▶ [TASK ITEM]:
From the entries below, report how many lines contain the string "parsing". Give only that number.

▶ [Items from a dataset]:
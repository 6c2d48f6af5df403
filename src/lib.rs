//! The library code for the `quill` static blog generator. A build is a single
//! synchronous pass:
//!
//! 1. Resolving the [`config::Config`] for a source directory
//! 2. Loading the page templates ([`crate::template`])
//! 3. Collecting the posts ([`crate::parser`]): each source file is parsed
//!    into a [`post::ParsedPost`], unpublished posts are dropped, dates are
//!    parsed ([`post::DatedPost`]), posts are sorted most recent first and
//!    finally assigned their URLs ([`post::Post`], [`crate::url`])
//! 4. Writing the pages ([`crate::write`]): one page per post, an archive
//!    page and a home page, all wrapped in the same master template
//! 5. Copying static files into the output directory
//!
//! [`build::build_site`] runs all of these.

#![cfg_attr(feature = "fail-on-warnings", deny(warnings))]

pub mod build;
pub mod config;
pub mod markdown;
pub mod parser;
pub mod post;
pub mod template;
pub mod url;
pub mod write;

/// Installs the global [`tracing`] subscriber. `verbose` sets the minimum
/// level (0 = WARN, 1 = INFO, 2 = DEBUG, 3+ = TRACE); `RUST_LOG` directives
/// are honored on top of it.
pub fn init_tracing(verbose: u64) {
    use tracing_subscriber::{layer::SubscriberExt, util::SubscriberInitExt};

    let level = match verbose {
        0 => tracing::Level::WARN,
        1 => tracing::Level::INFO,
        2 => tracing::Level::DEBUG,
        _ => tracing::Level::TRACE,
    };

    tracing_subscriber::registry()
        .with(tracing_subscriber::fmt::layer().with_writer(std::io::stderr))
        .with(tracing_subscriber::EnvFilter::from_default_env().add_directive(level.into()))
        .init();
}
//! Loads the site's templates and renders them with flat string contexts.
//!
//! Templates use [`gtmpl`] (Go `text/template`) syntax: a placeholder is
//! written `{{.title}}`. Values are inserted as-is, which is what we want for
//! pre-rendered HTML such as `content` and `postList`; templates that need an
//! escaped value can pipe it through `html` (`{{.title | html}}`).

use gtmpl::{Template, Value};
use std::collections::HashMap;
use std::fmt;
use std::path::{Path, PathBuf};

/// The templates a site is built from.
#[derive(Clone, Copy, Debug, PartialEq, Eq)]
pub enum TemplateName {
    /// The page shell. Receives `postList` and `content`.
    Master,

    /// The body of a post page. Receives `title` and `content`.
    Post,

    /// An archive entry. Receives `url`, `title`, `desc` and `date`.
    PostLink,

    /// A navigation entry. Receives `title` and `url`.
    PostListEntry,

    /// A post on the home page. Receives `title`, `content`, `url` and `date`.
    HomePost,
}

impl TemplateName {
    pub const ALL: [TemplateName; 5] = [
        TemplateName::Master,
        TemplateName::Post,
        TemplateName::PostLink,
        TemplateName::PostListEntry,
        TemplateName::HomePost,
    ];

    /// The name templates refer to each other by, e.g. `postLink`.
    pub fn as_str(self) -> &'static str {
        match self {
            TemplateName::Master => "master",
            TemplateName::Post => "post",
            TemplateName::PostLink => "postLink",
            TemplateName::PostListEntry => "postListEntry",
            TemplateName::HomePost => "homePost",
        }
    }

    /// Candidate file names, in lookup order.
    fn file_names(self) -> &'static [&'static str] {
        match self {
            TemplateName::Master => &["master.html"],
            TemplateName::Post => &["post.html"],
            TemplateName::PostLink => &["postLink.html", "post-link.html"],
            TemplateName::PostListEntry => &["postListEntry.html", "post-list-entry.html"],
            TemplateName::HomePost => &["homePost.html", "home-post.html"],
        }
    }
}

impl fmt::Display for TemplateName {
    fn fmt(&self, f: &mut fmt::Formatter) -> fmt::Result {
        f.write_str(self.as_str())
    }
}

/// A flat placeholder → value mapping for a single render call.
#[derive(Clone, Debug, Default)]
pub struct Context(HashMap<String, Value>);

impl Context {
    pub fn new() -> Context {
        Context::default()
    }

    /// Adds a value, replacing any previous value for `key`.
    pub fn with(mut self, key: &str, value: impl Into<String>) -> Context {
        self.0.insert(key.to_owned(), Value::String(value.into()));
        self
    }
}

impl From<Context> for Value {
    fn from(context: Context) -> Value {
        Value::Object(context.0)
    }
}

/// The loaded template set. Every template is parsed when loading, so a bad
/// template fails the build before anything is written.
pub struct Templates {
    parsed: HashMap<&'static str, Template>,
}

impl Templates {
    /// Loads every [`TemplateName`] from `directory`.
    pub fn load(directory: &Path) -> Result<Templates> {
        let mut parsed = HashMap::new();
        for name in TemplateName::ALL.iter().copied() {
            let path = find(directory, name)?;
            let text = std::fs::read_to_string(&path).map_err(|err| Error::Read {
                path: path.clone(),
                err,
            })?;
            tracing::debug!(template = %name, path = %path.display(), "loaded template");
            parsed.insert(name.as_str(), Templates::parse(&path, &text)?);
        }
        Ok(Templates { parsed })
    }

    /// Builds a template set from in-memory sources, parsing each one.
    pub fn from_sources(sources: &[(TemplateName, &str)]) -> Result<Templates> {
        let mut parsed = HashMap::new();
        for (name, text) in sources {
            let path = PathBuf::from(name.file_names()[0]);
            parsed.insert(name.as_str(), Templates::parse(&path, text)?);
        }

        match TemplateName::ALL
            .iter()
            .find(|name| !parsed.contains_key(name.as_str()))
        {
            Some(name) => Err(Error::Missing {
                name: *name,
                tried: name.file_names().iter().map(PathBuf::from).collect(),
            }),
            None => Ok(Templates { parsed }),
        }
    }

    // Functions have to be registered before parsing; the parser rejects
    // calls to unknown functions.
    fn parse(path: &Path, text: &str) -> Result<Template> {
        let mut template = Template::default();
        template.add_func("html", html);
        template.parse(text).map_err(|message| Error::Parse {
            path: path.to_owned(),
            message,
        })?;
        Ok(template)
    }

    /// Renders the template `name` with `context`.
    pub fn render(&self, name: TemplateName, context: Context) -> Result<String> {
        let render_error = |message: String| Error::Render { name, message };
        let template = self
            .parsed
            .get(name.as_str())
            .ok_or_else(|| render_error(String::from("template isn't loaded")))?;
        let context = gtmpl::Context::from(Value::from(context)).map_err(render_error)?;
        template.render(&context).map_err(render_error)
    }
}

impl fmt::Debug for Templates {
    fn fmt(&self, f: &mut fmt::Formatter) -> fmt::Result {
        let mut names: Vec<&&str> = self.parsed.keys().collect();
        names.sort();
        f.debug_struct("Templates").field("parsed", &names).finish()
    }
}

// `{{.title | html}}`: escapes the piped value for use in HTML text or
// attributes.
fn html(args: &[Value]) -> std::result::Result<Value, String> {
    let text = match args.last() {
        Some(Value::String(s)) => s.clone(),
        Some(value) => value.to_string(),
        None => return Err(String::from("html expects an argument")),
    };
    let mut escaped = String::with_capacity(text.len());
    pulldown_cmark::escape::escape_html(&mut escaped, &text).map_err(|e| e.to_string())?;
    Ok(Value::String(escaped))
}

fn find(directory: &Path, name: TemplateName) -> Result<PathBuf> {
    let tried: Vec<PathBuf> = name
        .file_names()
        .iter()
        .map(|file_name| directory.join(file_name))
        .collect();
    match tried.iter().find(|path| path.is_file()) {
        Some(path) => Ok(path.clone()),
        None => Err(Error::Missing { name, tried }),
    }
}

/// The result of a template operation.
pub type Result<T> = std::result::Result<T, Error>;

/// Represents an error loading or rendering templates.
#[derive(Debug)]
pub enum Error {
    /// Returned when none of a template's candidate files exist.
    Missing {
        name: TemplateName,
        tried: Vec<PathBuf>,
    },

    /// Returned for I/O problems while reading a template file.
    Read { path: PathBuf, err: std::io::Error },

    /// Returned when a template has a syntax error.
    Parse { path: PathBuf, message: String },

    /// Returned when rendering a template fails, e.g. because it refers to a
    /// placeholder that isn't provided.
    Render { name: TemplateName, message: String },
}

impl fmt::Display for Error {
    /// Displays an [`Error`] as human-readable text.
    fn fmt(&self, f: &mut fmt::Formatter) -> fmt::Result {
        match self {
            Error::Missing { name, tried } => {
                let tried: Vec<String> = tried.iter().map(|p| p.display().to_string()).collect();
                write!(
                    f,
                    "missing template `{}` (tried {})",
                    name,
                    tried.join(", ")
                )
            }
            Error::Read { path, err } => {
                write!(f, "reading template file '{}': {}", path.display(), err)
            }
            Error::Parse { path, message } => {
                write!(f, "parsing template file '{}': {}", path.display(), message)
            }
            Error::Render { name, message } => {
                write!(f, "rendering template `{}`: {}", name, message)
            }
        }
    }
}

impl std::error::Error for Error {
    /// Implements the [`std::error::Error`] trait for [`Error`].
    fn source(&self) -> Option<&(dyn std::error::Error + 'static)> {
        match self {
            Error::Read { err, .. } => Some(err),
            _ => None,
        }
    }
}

▶ [FINAL ANSWER]:
3